WorldView-2
- Mission type: Earth observation
- Operator: Vantor
- COSPAR ID: 2009-055A
- SATCAT no.: 35946
- Website: Vantor Constellation WorldView-2
- Mission duration: Planned: 7.25 years Elapsed: 16 years

Spacecraft properties
- Bus: BCP-5000
- Manufacturer: Ball Aerospace
- Launch mass: 2,800 kg (6,200 lb)
- Power: 3200 watts

Start of mission
- Launch date: 8 October 2009, 18:51:01 UTC
- Rocket: Delta II 7920-10C, D-345
- Launch site: Vandenberg SLC-2W
- Contractor: Boeing / United Launch Alliance

Orbital parameters
- Reference system: Geocentric
- Regime: Sun-synchronous
- Perigee altitude: 772 kilometers (480 mi)
- Apogee altitude: 773 kilometers (480 mi)
- Inclination: 98.40 degrees
- Period: 100.16 minutes
- Epoch: 25 January 2015, 04:29:44 UTC

= WorldView-2 =

Commercial Earth observation satellite

WorldView-2 (WV 2) is a commercial Earth observation satellite owned by Vantor (formerly DigitalGlobe). WorldView-2 provides commercially available panchromatic imagery of 0.46 m resolution, and eight-band multispectral imagery with 1.84 m resolution.
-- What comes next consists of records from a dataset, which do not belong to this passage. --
//! Triage Workflow
//!
//! Playbooks attached to tickets are task DAGs. This crate orders them,
//! derives their ids and turns runnable tasks into automation jobs.
//!
//! # Overview
//!
//! - [`graph`]: deterministic topological order with cycle detection
//! - [`playbook`]: YAML template conversion, kebab-case ids, id disambiguation
//! - [`engine`]: job chaining from the root task or a completed task
//!
//! # Example
//!
//! ```rust
//! use triage_model::{PlaybookTemplate, TaskTemplate, TicketId};
//! use triage_workflow::{from_template, run_root_task, JobQueue};
//!
//! # #[tokio::main(flavor = "current_thread")]
//! # async fn main() {
//! let playbook = from_template(
//!     PlaybookTemplate::new("Triage")
//!         .with_task("collect", TaskTemplate::new("Collect").with_next(["enrich"]))
//!         .with_task("enrich", TaskTemplate::new("Enrich").with_automation("vt.lookup")),
//! )
//! .unwrap();
//!
//! let queue = JobQueue::new();
//! let jobs = run_root_task(&queue, TicketId(1), "triage", &playbook).await.unwrap();
//! assert_eq!(jobs.len(), 2);
//! assert_eq!(jobs[1].automation, "vt.lookup");
//! # }
//! ```

#![warn(missing_docs)]

pub mod engine;
pub mod error;
pub mod graph;
pub mod playbook;

// Re-exports
pub use engine::{chain_next, job_form, run_root_task, JobQueue, JobSink};
pub use error::{CycleError, WorkflowError};
pub use graph::topological_order;
pub use playbook::{disambiguate, from_form, from_template, parse_template, playbook_id};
It was launched 8 October 2009 to become DigitalGlobe's third satellite in orbit, joining WorldView-1 which was launched in 2007 and QuickBird which was launched in 2001. It takes a new photograph of any place on Earth every 1.1 days.

==Design==
Ball Aerospace built the spacecraft, which includes an optical telescope that can image objects 18 in in diameter.

==Launch==
WorldView-2 was launched 8 October 2009 from Vandenberg Air Force Base on a Delta II flying in the 7920 configuration. The launch vehicle was provided by the United Launch Alliance and launch services were administered by Boeing.

==History==
On 19 July 2016, the Joint Space Operations Center reported a debris causing event of at least 9 observable pieces, after which DigitalGlobe demonstrated the satellite to still be functional by releasing an image of downtown Oakland, California.